Jamaican Black Bean Stew

I am SO excited that REAL Food on a REAL Budget is back up and running!  Thank you for your patience this past week, while I had to tweak some things on my blog...who knew there were so many ins and outs to food blogging!  Anyway, I am back posting new recipes and super excited what all I have to share!

Below is a wonderful recipe that a friend shared with me.  This Jamaican Black Bean Stew is not only delicious, but makes your house smell so good while it's cooking!  I love that it's full of nutrition and color.  The sweet potato and butternut squash combination is awesome!  Hope you get a chance to cook this soon and make sure you let me know what you think!

Also, I started blogging on January 1st of this year and started a Facebook page on January 13th.  I am amazed how many readers have subscribed to the blog and overwhelmed with all the people who have "liked" the Facebook page!  This tells me that people want to clean up their diet and feel better than ever!  So exciting!!!  Please continue to spread the word!  Tell friends and family about REAL Food on a REAL Budget......forward my e-mails to others....share my Facebook posts.....the more people who are passionate about REAL food eating, the more changes we should see in the food industry.  I posted this quote on my Facebook page the other day from Anna Lappe, "Every time you spend money, you're casting a vote for the kind of world you want."  I find this so powerful and I hope it fires you up too! 
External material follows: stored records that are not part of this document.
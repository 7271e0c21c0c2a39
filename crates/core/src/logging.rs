//! Structured logging infrastructure for NoScalp.
//!
//! This module provides centralized logging initialization with support
//! for structured JSON output and environment-based configuration.

use crate::config::LoggingConfig;
use tracing_subscriber::{fmt, layer::SubscriberExt, util::SubscriberInitExt, EnvFilter};

/// Builds the filter from `RUST_LOG`, falling back to `default_level`.
fn env_filter(default_level: &str) -> EnvFilter {
    EnvFilter::try_from_default_env().unwrap_or_else(|_| EnvFilter::new(default_level))
}

/// Initialize the logging system with structured output.
///
/// Log level can be configured via the `RUST_LOG` environment variable.
/// If not set, defaults to `info` level.
///
/// # Example
/// ```no_run
/// use noscalp_core::logging;
///
/// logging::init();
/// tracing::info!("Node started");
/// ```
pub fn init() {
    tracing_subscriber::registry()
        .with(env_filter("info"))
        .with(fmt::layer().with_target(true).with_thread_ids(true))
        .init();
}

/// Initialize the logging system with JSON output for production environments.
///
/// # Example
/// ```no_run
/// use noscalp_core::logging;
///
/// logging::init_json();
/// tracing::info!(service = "noscalp-node", "Service started");
/// ```
pub fn init_json() {
    tracing_subscriber::registry()
        .with(env_filter("info"))
        .with(fmt::layer().json().with_target(true).with_thread_ids(true))
        .init();
}

/// Initialize logging from the `[logging]` section of the node configuration.
///
/// `RUST_LOG` still takes precedence over the configured level.
pub fn init_from_config(config: &LoggingConfig) {
    let registry = tracing_subscriber::registry().with(env_filter(&config.level));
    if config.json {
        registry
            .with(fmt::layer().json().with_target(true).with_thread_ids(true))
            .init();
    } else {
        registry
            .with(fmt::layer().with_target(true).with_thread_ids(true))
            .init();
    }
}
Have a great evening and remember to continue to READ THOSE LABELS!

~Davis


click here for JAMAICAN BLACK BEAN STEW recipe

Ingredients:
-brown rice (or quinoa, one of my favorite grains, would be a good substitution)
-sweet potatoes
-butternut squash
-onion
-vegetable broth (I used homemade chicken stock)*
-fresh garlic
-curry powder
-ground allspice
-ground red pepper
-salt
-black beans (I used dried beans.)**
-raisins
-fresh lime juice (I used pure lime juice that I had in the refrigerator)
-diced tomatoes
-cucumber (I omitted this ingredient)


*I used enough stock to cover the vegetables (around 6 cups).
**I prefer to use dried beans because they are cheaper and don't have the added sodium.  I soaked the beans overnight and cooked them the following morning.  Then prepared the soup later that day.